**WHAT YOU SHOULD DO**
Report how many lines below include "reqwest", giving the figure alone.

**EXERCISE INPUTS**
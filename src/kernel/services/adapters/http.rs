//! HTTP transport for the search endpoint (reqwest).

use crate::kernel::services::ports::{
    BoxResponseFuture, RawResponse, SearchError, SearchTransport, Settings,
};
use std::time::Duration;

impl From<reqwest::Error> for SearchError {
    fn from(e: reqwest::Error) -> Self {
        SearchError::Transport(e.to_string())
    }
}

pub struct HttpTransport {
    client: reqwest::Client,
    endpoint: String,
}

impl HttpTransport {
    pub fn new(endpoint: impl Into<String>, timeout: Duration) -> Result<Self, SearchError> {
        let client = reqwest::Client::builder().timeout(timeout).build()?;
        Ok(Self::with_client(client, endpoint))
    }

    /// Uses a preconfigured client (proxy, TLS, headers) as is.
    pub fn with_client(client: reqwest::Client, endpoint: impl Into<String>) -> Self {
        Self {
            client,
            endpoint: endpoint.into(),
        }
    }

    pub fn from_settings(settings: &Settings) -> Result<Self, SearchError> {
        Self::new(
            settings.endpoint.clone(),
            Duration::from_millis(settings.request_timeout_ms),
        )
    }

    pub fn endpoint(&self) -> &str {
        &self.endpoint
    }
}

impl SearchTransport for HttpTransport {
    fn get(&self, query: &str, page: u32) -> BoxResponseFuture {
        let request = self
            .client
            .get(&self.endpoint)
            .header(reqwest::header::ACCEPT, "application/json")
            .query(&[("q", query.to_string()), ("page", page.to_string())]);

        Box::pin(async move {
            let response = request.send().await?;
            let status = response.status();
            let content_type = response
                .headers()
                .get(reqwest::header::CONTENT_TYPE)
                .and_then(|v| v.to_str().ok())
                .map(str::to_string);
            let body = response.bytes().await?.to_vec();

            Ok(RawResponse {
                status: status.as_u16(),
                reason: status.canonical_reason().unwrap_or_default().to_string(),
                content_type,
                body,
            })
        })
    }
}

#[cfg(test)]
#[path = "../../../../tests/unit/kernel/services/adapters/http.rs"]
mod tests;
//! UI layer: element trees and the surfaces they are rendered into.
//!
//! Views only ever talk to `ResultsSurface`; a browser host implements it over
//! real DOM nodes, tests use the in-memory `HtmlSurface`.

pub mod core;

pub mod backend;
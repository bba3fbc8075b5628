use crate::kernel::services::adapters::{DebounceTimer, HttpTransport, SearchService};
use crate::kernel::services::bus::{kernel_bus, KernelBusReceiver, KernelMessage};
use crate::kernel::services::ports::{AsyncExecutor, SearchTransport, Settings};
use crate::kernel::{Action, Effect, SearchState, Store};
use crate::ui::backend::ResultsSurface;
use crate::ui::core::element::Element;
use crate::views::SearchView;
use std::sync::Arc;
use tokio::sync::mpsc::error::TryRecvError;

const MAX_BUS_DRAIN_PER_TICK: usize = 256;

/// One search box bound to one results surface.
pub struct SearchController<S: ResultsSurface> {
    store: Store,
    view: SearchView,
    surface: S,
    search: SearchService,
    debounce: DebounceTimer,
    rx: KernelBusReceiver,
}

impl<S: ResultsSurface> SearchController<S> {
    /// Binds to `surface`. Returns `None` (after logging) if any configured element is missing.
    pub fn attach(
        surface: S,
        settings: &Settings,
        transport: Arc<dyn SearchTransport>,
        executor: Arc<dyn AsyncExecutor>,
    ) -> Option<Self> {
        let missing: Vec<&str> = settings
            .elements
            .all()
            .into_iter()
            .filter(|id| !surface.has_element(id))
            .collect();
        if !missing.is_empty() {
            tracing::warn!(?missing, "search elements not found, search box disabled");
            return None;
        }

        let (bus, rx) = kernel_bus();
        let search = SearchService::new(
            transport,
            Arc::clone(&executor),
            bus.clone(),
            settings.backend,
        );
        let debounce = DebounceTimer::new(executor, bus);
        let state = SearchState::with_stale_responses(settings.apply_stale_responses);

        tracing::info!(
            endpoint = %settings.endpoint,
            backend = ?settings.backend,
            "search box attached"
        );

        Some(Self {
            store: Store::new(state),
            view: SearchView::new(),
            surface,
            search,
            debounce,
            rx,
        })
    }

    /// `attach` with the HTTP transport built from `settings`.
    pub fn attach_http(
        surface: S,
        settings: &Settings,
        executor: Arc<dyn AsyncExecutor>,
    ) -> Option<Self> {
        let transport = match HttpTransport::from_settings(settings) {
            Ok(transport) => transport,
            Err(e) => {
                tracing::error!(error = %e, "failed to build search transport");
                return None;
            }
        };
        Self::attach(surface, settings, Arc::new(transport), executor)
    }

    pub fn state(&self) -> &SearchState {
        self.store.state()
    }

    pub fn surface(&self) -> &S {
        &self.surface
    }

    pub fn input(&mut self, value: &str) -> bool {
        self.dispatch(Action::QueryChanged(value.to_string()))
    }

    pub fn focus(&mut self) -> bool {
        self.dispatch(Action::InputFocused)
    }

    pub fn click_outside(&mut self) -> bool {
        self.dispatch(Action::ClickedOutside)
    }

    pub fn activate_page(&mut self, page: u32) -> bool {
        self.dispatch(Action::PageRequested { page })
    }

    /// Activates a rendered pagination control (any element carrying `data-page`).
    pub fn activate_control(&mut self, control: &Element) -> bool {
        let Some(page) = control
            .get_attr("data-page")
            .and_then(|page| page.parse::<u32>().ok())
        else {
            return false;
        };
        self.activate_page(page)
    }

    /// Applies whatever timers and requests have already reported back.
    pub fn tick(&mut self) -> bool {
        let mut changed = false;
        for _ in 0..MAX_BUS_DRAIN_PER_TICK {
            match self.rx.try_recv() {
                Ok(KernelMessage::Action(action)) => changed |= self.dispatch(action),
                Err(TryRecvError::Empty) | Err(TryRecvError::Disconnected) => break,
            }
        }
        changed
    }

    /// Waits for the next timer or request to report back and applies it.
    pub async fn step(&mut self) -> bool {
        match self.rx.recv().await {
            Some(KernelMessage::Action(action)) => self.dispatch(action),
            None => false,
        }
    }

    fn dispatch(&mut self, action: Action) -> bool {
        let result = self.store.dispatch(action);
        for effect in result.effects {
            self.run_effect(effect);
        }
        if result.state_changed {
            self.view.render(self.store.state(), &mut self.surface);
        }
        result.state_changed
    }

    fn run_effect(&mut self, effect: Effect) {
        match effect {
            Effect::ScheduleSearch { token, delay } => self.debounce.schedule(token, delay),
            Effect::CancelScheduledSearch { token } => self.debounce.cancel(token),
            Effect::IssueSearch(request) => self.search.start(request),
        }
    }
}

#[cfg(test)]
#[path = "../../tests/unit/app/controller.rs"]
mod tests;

**EXPECTED OUTPUT**
8